▶ DATA EXTRACT:
══════
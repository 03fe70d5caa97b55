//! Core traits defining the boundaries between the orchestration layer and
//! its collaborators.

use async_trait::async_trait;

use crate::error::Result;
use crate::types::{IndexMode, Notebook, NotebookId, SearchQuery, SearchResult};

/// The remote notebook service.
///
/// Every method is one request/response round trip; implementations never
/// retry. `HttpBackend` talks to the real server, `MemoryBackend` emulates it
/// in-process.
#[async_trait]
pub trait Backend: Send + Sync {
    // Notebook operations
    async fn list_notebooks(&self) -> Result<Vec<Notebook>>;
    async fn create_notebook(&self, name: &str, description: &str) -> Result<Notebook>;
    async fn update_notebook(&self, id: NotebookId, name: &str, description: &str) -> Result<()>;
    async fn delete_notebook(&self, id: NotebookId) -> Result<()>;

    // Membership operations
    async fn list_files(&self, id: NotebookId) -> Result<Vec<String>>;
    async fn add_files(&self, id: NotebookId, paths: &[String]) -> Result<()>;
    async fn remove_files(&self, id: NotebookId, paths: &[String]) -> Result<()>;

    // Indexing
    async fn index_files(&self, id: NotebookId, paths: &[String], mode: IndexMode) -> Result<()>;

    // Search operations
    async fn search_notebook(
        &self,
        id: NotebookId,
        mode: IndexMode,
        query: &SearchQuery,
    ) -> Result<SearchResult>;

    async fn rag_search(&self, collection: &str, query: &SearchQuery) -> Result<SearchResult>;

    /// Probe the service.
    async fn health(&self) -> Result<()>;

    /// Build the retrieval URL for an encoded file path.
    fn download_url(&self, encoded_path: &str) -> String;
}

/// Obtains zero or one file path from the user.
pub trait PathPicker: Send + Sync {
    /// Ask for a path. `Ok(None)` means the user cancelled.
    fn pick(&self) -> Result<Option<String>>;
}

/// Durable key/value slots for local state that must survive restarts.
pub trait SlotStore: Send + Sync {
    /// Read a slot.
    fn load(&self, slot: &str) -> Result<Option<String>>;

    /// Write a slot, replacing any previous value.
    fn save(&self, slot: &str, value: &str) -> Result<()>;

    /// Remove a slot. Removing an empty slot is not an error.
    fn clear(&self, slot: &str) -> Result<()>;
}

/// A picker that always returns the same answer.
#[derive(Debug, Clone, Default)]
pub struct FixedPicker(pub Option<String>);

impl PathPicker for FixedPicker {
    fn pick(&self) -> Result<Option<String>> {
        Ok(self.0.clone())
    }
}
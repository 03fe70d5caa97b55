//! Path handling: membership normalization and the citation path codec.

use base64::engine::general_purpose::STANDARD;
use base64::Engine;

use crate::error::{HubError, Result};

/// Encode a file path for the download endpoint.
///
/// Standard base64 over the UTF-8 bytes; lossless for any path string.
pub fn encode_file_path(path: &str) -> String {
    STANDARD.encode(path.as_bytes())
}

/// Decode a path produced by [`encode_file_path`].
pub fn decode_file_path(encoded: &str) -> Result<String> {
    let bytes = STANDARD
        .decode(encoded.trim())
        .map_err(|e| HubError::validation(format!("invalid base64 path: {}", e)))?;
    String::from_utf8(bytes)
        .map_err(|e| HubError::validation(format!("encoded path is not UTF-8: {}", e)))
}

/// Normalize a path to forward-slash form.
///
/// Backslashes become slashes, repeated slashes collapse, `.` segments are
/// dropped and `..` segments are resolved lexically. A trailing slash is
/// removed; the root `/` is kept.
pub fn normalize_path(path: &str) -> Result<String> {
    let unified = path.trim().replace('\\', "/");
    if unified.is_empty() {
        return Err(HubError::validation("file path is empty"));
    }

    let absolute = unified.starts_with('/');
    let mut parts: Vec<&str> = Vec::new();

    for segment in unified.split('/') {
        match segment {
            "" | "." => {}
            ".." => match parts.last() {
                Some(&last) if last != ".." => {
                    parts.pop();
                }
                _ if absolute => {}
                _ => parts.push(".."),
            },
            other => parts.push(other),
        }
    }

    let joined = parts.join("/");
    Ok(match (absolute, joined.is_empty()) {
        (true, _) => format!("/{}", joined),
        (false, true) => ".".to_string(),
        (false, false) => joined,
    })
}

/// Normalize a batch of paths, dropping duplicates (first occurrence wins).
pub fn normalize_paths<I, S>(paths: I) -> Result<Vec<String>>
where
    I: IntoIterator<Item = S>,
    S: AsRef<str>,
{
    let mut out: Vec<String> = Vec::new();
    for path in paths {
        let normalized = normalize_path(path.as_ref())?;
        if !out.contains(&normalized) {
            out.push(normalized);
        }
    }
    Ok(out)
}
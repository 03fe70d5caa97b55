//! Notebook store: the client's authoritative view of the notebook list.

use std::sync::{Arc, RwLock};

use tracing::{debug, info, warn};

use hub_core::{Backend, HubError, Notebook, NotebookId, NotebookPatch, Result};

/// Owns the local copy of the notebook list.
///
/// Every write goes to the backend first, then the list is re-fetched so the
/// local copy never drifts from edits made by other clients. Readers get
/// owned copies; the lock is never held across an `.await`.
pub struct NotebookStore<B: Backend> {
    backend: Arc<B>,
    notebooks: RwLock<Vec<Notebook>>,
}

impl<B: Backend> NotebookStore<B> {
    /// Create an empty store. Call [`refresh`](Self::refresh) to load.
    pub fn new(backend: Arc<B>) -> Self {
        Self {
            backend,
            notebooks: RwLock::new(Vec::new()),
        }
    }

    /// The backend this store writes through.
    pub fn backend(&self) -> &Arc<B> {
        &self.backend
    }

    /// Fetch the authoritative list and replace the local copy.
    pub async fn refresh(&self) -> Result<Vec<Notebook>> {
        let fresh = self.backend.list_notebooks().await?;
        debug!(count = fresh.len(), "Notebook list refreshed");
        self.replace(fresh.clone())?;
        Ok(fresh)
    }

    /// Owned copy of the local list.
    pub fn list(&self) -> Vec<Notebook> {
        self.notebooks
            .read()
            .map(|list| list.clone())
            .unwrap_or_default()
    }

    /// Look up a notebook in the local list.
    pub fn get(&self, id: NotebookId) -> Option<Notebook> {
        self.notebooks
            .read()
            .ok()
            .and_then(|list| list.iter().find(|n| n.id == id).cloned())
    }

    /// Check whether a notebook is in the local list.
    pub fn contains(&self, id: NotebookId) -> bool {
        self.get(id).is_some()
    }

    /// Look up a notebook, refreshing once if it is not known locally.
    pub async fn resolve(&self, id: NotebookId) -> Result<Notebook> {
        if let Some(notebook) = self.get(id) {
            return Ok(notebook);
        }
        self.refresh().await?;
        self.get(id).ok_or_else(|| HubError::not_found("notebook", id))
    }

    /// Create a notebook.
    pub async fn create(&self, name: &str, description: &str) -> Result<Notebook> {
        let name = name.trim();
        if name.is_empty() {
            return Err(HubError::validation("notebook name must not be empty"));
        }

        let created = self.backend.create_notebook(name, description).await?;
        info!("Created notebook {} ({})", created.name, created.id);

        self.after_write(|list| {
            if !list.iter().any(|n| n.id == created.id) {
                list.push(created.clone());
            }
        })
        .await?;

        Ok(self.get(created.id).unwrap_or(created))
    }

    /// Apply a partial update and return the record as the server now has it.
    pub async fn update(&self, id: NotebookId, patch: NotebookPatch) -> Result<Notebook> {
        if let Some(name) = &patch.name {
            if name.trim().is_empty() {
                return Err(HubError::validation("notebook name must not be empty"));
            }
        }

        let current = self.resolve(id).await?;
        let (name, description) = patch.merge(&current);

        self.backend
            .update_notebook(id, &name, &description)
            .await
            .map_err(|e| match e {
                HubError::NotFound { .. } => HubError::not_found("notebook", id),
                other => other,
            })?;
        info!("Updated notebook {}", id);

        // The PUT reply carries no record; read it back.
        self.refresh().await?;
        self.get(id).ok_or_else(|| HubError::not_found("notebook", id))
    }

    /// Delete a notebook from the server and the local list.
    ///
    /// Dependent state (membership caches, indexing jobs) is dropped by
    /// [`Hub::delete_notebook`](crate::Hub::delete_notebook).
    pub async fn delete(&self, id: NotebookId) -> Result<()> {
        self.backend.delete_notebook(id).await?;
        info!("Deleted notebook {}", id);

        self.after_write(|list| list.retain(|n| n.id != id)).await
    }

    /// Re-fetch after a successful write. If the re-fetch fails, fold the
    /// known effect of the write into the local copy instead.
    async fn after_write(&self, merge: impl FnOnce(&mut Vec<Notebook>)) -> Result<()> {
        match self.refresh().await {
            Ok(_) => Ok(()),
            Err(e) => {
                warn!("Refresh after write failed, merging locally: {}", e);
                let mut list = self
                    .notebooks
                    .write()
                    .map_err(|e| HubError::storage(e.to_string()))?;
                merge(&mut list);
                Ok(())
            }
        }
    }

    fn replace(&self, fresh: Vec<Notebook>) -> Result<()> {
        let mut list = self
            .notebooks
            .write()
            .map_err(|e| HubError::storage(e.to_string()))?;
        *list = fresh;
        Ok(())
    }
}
══════
▶ ASSIGNED TASK: From the line containing "use base64::Engine;" down to the line containing "pub fn encode_file_path(path: &str)" in the material above, reproduce every line exactly, including the two end lines.

▶ YOUR RESPONSE:
use base64::Engine;

use crate::error::{HubError, Result};

/// Encode a file path for the download endpoint.
///
/// Standard base64 over the UTF-8 bytes; lossless for any path string.
pub fn encode_file_path(path: &str) -> String {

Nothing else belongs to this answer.